Question 5: Why are you a Christian?

To be honest, none of my reasoning, studying, or searching had anything to do with it.  All of those things came after the fact; I wasn’t searching for God when I found him.  The only reason why I follow Christ is because he personally intervened in my life.  If he hadn’t, I don’t think I would have any reason to believe.  Now of course, experience isn’t the test of truth, because people have false experiences all the time.  So along the way I’ve questioned and examined it all, critically and even doubting sometimes.  But thankfully the more I learn, the more it only confirms what God has been doing in my life all along, even against my own expectations.  I like how C.S. Lewis put it, “I know that God is not a figment of my imagination because he’s not at all what I would imagine him to be.”

 

Question 6: What if you're wrong?

Well, to be honest, if I’m wrong then I hope someone shows me what’s right.  If someone thinks I’m wrong, I’ll listen to them and consider their argument as long as they’re reasonable about it.  I’m not afraid of being challenged about my beliefs; I ask for it.  And if I’m wrong about Christianity, then I guess I’d have to start figuring out a better purpose to life.  But even if I do find out that Christianity is wrong, that Jesus was not the Son of God, then I think I would probably still follow His example anyway.  I would still obey his teaching as if he were God incarnate.  The only way I wouldn’t follow Jesus is if someone showed me that he wasn’t perfect.  See, we (Christians) don’t claim that we know everything, and we certainly don’t claim that we’re perfect.  We’re just as messed up as anyone else.  Christianity isn’t about Christians, it’s about Christ.  We don’t claim that we’re perfect, we proclaim that He is.  So showing me everything that’s wrong about Christians won’t change anything; to really prove me wrong you’d have to show me what’s wrong about Jesus.

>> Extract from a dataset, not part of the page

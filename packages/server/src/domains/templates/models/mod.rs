pub mod template;

pub use template::Template;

We did not have morals long ago. It is something that has developed socially, and is still developing today. It is a small bit of evolution you can see in action. Anti slavery, acceptance of gays, womens lib etc etc are examples in the way society changes. We would not progress well without it.

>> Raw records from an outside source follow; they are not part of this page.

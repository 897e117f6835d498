//! Text field extraction from free-form listing text.
//!
//! The prompt asks the LLM for a flat JSON object keyed by the requested
//! field names; values the model could not find come back as `null`.

use anyhow::{Context, Result};
use openai_client::strip_code_blocks;
use serde_json::Value;

use super::models::ExtractedFields;
use crate::domains::templates::data::TextFieldSpec;
use crate::domains::templates::models::Template;
use crate::kernel::BaseAI;

const ELLIPSIS: char = '…';

/// Text fields declared by any stored template, in declaration order.
///
/// A name declared by several templates is requested once, with the
/// tightest length limit any of them sets.
pub fn requested_fields(templates: &[Template]) -> Vec<TextFieldSpec> {
    let mut fields: Vec<TextFieldSpec> = Vec::new();
    for field in templates.iter().flat_map(Template::text_field_specs) {
        match fields.iter_mut().find(|f| f.name == field.name) {
            Some(existing) => {
                existing.approx_length = match (existing.approx_length, field.approx_length) {
                    (Some(a), Some(b)) => Some(a.min(b)),
                    (a, b) => a.or(b),
                };
                if existing.format.is_none() {
                    existing.format = field.format;
                }
            }
            None => fields.push(field),
        }
    }
    fields
}

fn describe_field(field: &TextFieldSpec) -> String {
    let mut line = format!("- {}", field.name);
    if let Some(limit) = field.approx_length {
        line.push_str(&format!(", approx_size: {}", limit));
    }
    if let Some(format) = &field.format {
        line.push_str(&format!(", format: {}", format));
    }
    line
}

pub fn build_extraction_prompt(fields: &[TextFieldSpec], input_text: &str) -> String {
    let field_list = fields
        .iter()
        .map(describe_field)
        .collect::<Vec<_>>()
        .join("\n");
    let json_template = format!(
        "{{\n{}\n}}",
        fields
            .iter()
            .map(|field| format!("  \"{}\": \"...\"", field.name))
            .collect::<Vec<_>>()
            .join(",\n")
    );

    let mut prompt = format!(
        r#"You are an intelligent field extractor.

Your task is to extract structured information from the unstructured input text below.

Extract the following fields. If any field is missing or unclear in the text, return `null` for that field.
This is for a real estate advertisement.

Fields to extract:
{field_list}

Output the result as a valid JSON object like this:
{json_template}

--- Begin Input ---
{input_text}
--- End Input ---"#
    );

    if fields.iter().any(|f| f.approx_length.is_some() || f.format.is_some()) {
        prompt.push_str(
            r#"

Length and format rules:
- `approx_size` is a HARD MAXIMUM number of characters, counting spaces and punctuation.
- To fit, drop filler words (very, really, stunning, beautiful, amazing), articles and parentheticals, and prefer short forms (and -> &, with -> w/, approximately -> approx).
- If the value still does not fit, cut it at the end of a word. If nothing meaningful fits, return null.
- Follow the shape shown in `format`, e.g. keep "3 BED | 2 BATH" style separators.
- Do not pad values to use up space."#,
        );
    }

    prompt
}

pub fn build_shortening_prompt(value: &str, max_chars: usize) -> String {
    format!(
        "Shorten the following text to at most {} characters: {}\n\nReturn only the shortened text and nothing else.",
        max_chars, value
    )
}

/// Cut `value` to at most `max_chars` characters, marking the cut with `…`.
pub fn truncate_value(value: &str, max_chars: usize) -> String {
    if value.chars().count() <= max_chars {
        return value.to_string();
    }
    let mut truncated: String = value.chars().take(max_chars).collect();
    truncated.push(ELLIPSIS);
    truncated
}

/// Length limit for one field: its own `approx_length`, else `default_max`.
pub fn field_limit(field: &TextFieldSpec, default_max: usize) -> usize {
    field.approx_length.map_or(default_max, |n| n as usize)
}

/// Parse the model answer, keeping only requested fields with a value.
/// Values are returned as the model wrote them (trimmed, not yet cut).
pub fn parse_extraction_response(raw: &str, fields: &[TextFieldSpec]) -> Result<ExtractedFields> {
    let value: Value = serde_json::from_str(strip_code_blocks(raw))
        .context("Extraction response is not valid JSON")?;

    let Value::Object(map) = value else {
        anyhow::bail!("Extraction response is not a JSON object");
    };

    let mut extracted = ExtractedFields::new();
    for field in fields {
        let text = match map.get(&field.name) {
            None | Some(Value::Null) => continue,
            Some(Value::String(s)) => s.trim().to_string(),
            Some(Value::Number(n)) => n.to_string(),
            Some(Value::Bool(b)) => b.to_string(),
            Some(other) => {
                tracing::warn!(field = %field.name, value = %other, "Ignoring non-scalar extracted value");
                continue;
            }
        };
        if text.is_empty() || text.eq_ignore_ascii_case("null") {
            continue;
        }
        extracted.insert(field.name.clone(), text);
    }

    Ok(extracted)
}

/// Bring every value within its field's limit.
///
/// Fields with their own `approx_length` are first shortened by the LLM;
/// anything still too long is cut with `…`.
pub async fn fit_to_limits(
    ai: &dyn BaseAI,
    fields: &[TextFieldSpec],
    extracted: ExtractedFields,
    default_max: usize,
) -> Result<ExtractedFields> {
    let mut fitted = ExtractedFields::new();
    for field in fields {
        let Some(value) = extracted.get(&field.name) else {
            continue;
        };
        let limit = field_limit(field, default_max);
        let mut value = value.to_string();

        if field.approx_length.is_some() && value.chars().count() > limit {
            let shortened = ai
                .complete(&build_shortening_prompt(&value, limit))
                .await
                .with_context(|| format!("Failed to shorten field '{}'", field.name))?;
            tracing::debug!(
                field = %field.name,
                before = value.chars().count(),
                after = shortened.trim().chars().count(),
                limit,
                "Shortened extracted value"
            );
            let shortened = shortened.trim();
            if !shortened.is_empty() {
                value = shortened.to_string();
            }
        }

        fitted.insert(field.name.clone(), truncate_value(&value, limit));
    }
    Ok(fitted)
}

/// Ask the LLM for `fields` found in `input_text`.
///
/// Skips the call when there is nothing to ask for or nothing to read.
pub async fn extract_fields(
    ai: &dyn BaseAI,
    fields: &[TextFieldSpec],
    input_text: &str,
    max_chars: usize,
) -> Result<ExtractedFields> {
    if fields.is_empty() || input_text.trim().is_empty() {
        tracing::debug!(
            field_count = fields.len(),
            text_length = input_text.len(),
            "Skipping text extraction"
        );
        return Ok(ExtractedFields::new());
    }

    let prompt = build_extraction_prompt(fields, input_text);
    let raw = ai
        .complete_json(&prompt)
        .await
        .context("Text field extraction call failed")?;

    let extracted = parse_extraction_response(&raw, fields)?;
    let extracted = fit_to_limits(ai, fields, extracted, max_chars).await?;

    tracing::info!(
        requested = fields.len(),
        extracted = extracted.len(),
        "Extracted listing fields"
    );

    Ok(extracted)
}

#[cfg(test)]
mod tests {
    use super::*;
    use crate::kernel::MockAI;

    fn fields(names: &[&str]) -> Vec<TextFieldSpec> {
        names.iter().map(|s| TextFieldSpec::named(*s)).collect()
    }

    fn limited(name: &str, approx_length: u32) -> TextFieldSpec {
        TextFieldSpec {
            name: name.to_string(),
            approx_length: Some(approx_length),
            format: None,
        }
    }

    #[test]
    fn prompt_lists_fields_and_wraps_input() {
        let prompt = build_extraction_prompt(&fields(&["f_title", "f_price"]), "Nice house, $300k");

        assert!(prompt.contains("- f_title\n- f_price"));
        assert!(prompt.contains("  \"f_title\": \"...\",\n  \"f_price\": \"...\""));
        assert!(prompt.contains("--- Begin Input ---\nNice house, $300k\n--- End Input ---"));
        assert!(prompt.contains("return `null`"));
        assert!(!prompt.contains("HARD MAXIMUM"));
    }

    #[test]
    fn prompt_lists_limits_and_formats() {
        let features = TextFieldSpec {
            name: "f_features".into(),
            approx_length: Some(20),
            format: Some("3 BED | 2 BATH".into()),
        };
        let prompt = build_extraction_prompt(&[TextFieldSpec::named("f_title"), features], "text");

        assert!(prompt.contains("- f_title\n- f_features, approx_size: 20, format: 3 BED | 2 BATH"));
        assert!(prompt.contains("HARD MAXIMUM"));
    }

    #[test]
    fn parse_drops_nulls_and_unrequested_keys() {
        let raw = r#"{"f_title": "Sunny cottage", "f_price": null, "extra": "x"}"#;
        let extracted = parse_extraction_response(raw, &fields(&["f_title", "f_price"])).unwrap();

        assert_eq!(extracted.len(), 1);
        assert_eq!(extracted.get("f_title"), Some("Sunny cottage"));
        assert_eq!(extracted.get("f_price"), None);
        assert_eq!(extracted.get("extra"), None);
    }

    #[test]
    fn parse_tolerates_code_fences_and_numbers() {
        let raw = "```json\n{\"f_beds\": 3, \"f_title\": \"  Loft  \"}\n```";
        let extracted = parse_extraction_response(raw, &fields(&["f_beds", "f_title"])).unwrap();

        assert_eq!(extracted.get("f_beds"), Some("3"));
        assert_eq!(extracted.get("f_title"), Some("Loft"));
    }

    #[test]
    fn parse_rejects_non_objects() {
        assert!(parse_extraction_response("[1, 2]", &fields(&["a"])).is_err());
        assert!(parse_extraction_response("not json", &fields(&["a"])).is_err());
    }

    #[test]
    fn long_values_are_truncated_with_ellipsis() {
        assert_eq!(truncate_value("abcdef", 3), "abc…");
        assert_eq!(truncate_value("abc", 3), "abc");
        assert_eq!(truncate_value("héllo wörld", 5), "héllo…");
    }

    #[test]
    fn requested_fields_keep_tightest_limit() {
        use crate::domains::templates::models::Template;
        use chrono::Utc;
        use sqlx::types::Json;
        use uuid::Uuid;

        let template = |name: &str, details: Vec<TextFieldSpec>| Template {
            id: Uuid::now_v7(),
            position: 0,
            name: name.to_string(),
            realtor_name: "r_name".into(),
            realtor_address: "r_addr".into(),
            realtor_email: "r_email".into(),
            realtor_photo: None,
            logos: vec![],
            property_images: vec![],
            text_fields: vec!["f_title".into(), "f_price".into()],
            text_field_details: Json(details),
            img_count: 0,
            text_count: 5,
            created_at: Utc::now(),
        };
        let templates = vec![
            template("a", vec![limited("f_title", 40)]),
            template("b", vec![limited("f_title", 25), limited("f_price", 12)]),
        ];

        assert_eq!(
            requested_fields(&templates),
            vec![limited("f_title", 25), limited("f_price", 12)]
        );
    }

    #[tokio::test]
    async fn overlong_limited_field_is_shortened_by_the_model() {
        let ai = MockAI::new()
            .with_response(r#"{"f_title": "Stunning and very spacious craftsman bungalow", "f_price": "$450,000"}"#)
            .with_response("Craftsman bungalow");

        let extracted = extract_fields(&ai, &[limited("f_title", 20), TextFieldSpec::named("f_price")], "text", 100)
            .await
            .unwrap();

        assert_eq!(ai.call_count(), 2);
        assert!(ai.calls()[1].contains("at most 20 characters"));
        assert_eq!(extracted.get("f_title"), Some("Craftsman bungalow"));
        assert_eq!(extracted.get("f_price"), Some("$450,000"));
    }

    #[tokio::test]
    async fn shortened_value_still_too_long_is_cut() {
        let ai = MockAI::new()
            .with_response(r#"{"f_title": "Stunning and very spacious craftsman bungalow"}"#)
            .with_response("Spacious craftsman bungalow");

        let extracted = extract_fields(&ai, &[limited("f_title", 8)], "text", 100).await.unwrap();

        assert_eq!(extracted.get("f_title"), Some("Spacious…"));
    }

    #[tokio::test]
    async fn unlimited_fields_use_the_default_cut_without_extra_calls() {
        let long = "x".repeat(120);
        let ai = MockAI::new().with_json_response(&serde_json::json!({ "f_body": long }));

        let extracted = extract_fields(&ai, &fields(&["f_body"]), "text", 100).await.unwrap();

        assert_eq!(ai.call_count(), 1);
        assert_eq!(extracted.get("f_body").unwrap().chars().count(), 101);
    }

    #[tokio::test]
    async fn extract_fields_calls_ai_once() {
        let ai = MockAI::new().with_response(r#"{"f_title": "Townhouse", "f_price": "$450,000"}"#);

        let extracted = extract_fields(&ai, &fields(&["f_title", "f_price"]), "listing text", 100)
            .await
            .unwrap();

        assert_eq!(ai.call_count(), 1);
        assert!(ai.last_prompt().unwrap().contains("listing text"));
        assert_eq!(extracted.get("f_price"), Some("$450,000"));
    }

    #[tokio::test]
    async fn extract_fields_skips_call_without_fields_or_text() {
        let ai = MockAI::new();

        let none_requested = extract_fields(&ai, &[], "listing text", 100).await.unwrap();
        let blank_text = extract_fields(&ai, &fields(&["f_title"]), "   ", 100).await.unwrap();

        assert!(none_requested.is_empty());
        assert!(blank_text.is_empty());
        assert_eq!(ai.call_count(), 0);
    }

    #[tokio::test]
    async fn extract_fields_surfaces_ai_failure() {
        let ai = MockAI::failing("rate limited");

        let err = extract_fields(&ai, &fields(&["f_title"]), "listing text", 100)
            .await
            .unwrap_err();
        assert!(format!("{:#}", err).contains("rate limited"));
    }
}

The purpose of life is what you decide on, with that said, the basic purpose is to advance our species.

I don't personally think there is an absolute anything. I would like to be absolutley certain that that sun will rise tomorrow, well you never know what could happen to change that.

The universe has an order that has been defined from it's chaotic beginning. Consider all the debris in space and realize it took a long time for things to stabilize into what we have now. Yes there is some sort of order now. This is simple and kind of a silly question. Throw a handfull of dice, watch them tumble and hit each other. In the end there is an order of sorts. Only example I could think of this morning /yawn.

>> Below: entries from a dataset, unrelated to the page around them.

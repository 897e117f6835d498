//! Photo classification: zero-shot labels and their categories.

use anyhow::{Context, Result};

use super::models::{ClassifiedImage, ImageCategory};
use crate::kernel::{BaseImageClassifier, ImageInput};

/// Labels that mean the photo shows the property itself
pub const HOUSE_LABELS: &[&str] = &[
    "a photo of a house",
    "a photo of a kitchen",
    "a living room interior",
    "a bathroom interior",
    "a bedroom",
    "a floorplan",
    "a building exterior",
    "an office",
    "abstract art",
];

pub const LOGO_LABELS: &[&str] = &["a logo"];

pub const PERSON_LABELS: &[&str] = &["a person", "headshot"];

/// Every label the classifier may choose from, house labels first.
pub fn candidate_labels() -> Vec<&'static str> {
    HOUSE_LABELS
        .iter()
        .chain(LOGO_LABELS)
        .chain(PERSON_LABELS)
        .copied()
        .collect()
}

impl ImageCategory {
    /// Category for a fine-grained label, `None` if the label is unknown.
    pub fn from_label(label: &str) -> Option<Self> {
        if HOUSE_LABELS.contains(&label) {
            Some(ImageCategory::House)
        } else if LOGO_LABELS.contains(&label) {
            Some(ImageCategory::Logo)
        } else if PERSON_LABELS.contains(&label) {
            Some(ImageCategory::Person)
        } else {
            None
        }
    }
}

/// Classify each image in upload order. Any failure aborts the whole batch.
pub async fn classify_images(
    classifier: &dyn BaseImageClassifier,
    images: &[ImageInput],
) -> Result<Vec<ClassifiedImage>> {
    let labels = candidate_labels();
    let mut classified = Vec::with_capacity(images.len());

    for image in images {
        let verdict = classifier
            .classify(image, &labels)
            .await
            .with_context(|| format!("Failed to classify image {}", image.reference))?;

        let category = ImageCategory::from_label(&verdict.label).ok_or_else(|| {
            anyhow::anyhow!(
                "Classifier returned unknown label '{}' for {}",
                verdict.label,
                image.reference
            )
        })?;

        tracing::debug!(
            image = %image.reference,
            label = %verdict.label,
            score = verdict.score,
            category = %category,
            "Classified image"
        );

        classified.push(ClassifiedImage {
            reference: image.reference.clone(),
            label: verdict.label,
            score: verdict.score,
            category,
        });
    }

    Ok(classified)
}
//! Listing composition: extract, classify, match.

use thiserror::Error;

use super::classification::classify_images;
use super::extraction::{extract_fields, requested_fields};
use super::models::{ClassifiedImage, ExtractedFields, ListingSubmission};
use crate::domains::templates::matcher::{match_template, MatchError, MatchResult};
use crate::domains::templates::models::Template;
use crate::kernel::ServerDeps;

#[derive(Debug, Error)]
pub enum ComposeError {
    #[error("text extraction failed: {0:#}")]
    Extraction(anyhow::Error),

    #[error("image classification failed: {0:#}")]
    Classification(anyhow::Error),

    #[error(transparent)]
    NoMatch(#[from] MatchError),

    #[error("failed to load templates: {0:#}")]
    Storage(anyhow::Error),
}

/// Outcome of one `/select-template/` call. Never persisted.
#[derive(Debug, Clone)]
pub struct ComposedListing {
    pub result: MatchResult,
    pub classified_images: Vec<ClassifiedImage>,
    pub extracted: ExtractedFields,
}

/// Run a submission through the extractor, the classifier and the matcher.
///
/// Fails fast without calling either model when no template is stored.
pub async fn compose_listing(
    submission: &ListingSubmission,
    deps: &ServerDeps,
) -> Result<ComposedListing, ComposeError> {
    let templates = Template::find_all(&deps.db_pool)
        .await
        .map_err(ComposeError::Storage)?;
    if templates.is_empty() {
        tracing::info!("No templates stored; nothing to match against");
        return Err(MatchError::NoMatchingTemplate.into());
    }

    let fields = requested_fields(&templates);
    let extracted = extract_fields(
        deps.ai.as_ref(),
        &fields,
        &submission.text,
        deps.max_field_length,
    )
    .await
    .map_err(ComposeError::Extraction)?;

    let classified_images = classify_images(deps.image_classifier.as_ref(), &submission.images)
        .await
        .map_err(ComposeError::Classification)?;

    let result = match_template(
        &templates,
        &classified_images,
        &extracted,
        &submission.realtor,
    )?;

    tracing::info!(
        template = %result.template_name,
        images = classified_images.len(),
        fields = extracted.len(),
        "Composed listing"
    );

    Ok(ComposedListing {
        result,
        classified_images,
        extracted,
    })
}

I'm not a christian, I used to be due to programming but "god" never intervened in my life because he is not real, only imaginary. I could pray to a screwdriver and get the same results.

And if I am wrong then I go to a hell which I don't believe in, if you are wrong you lived your only life as a lie, joining into the biggest lie in human history. People in ancient times who knew little of what was going on needed a god. Our society has advanced enough and will continue to advance and leave this myth behind.

Whats wrong with Jesus? He died for your sins, 2000 years ago, you are born into sin, sinful babies. I don't think I or anyone was born into sin, this is an old idea. Our morals have advaned past this thinking of the son should suffer the sins of the father. Or is this something you actually believe? Because without this, Jesus was pointless.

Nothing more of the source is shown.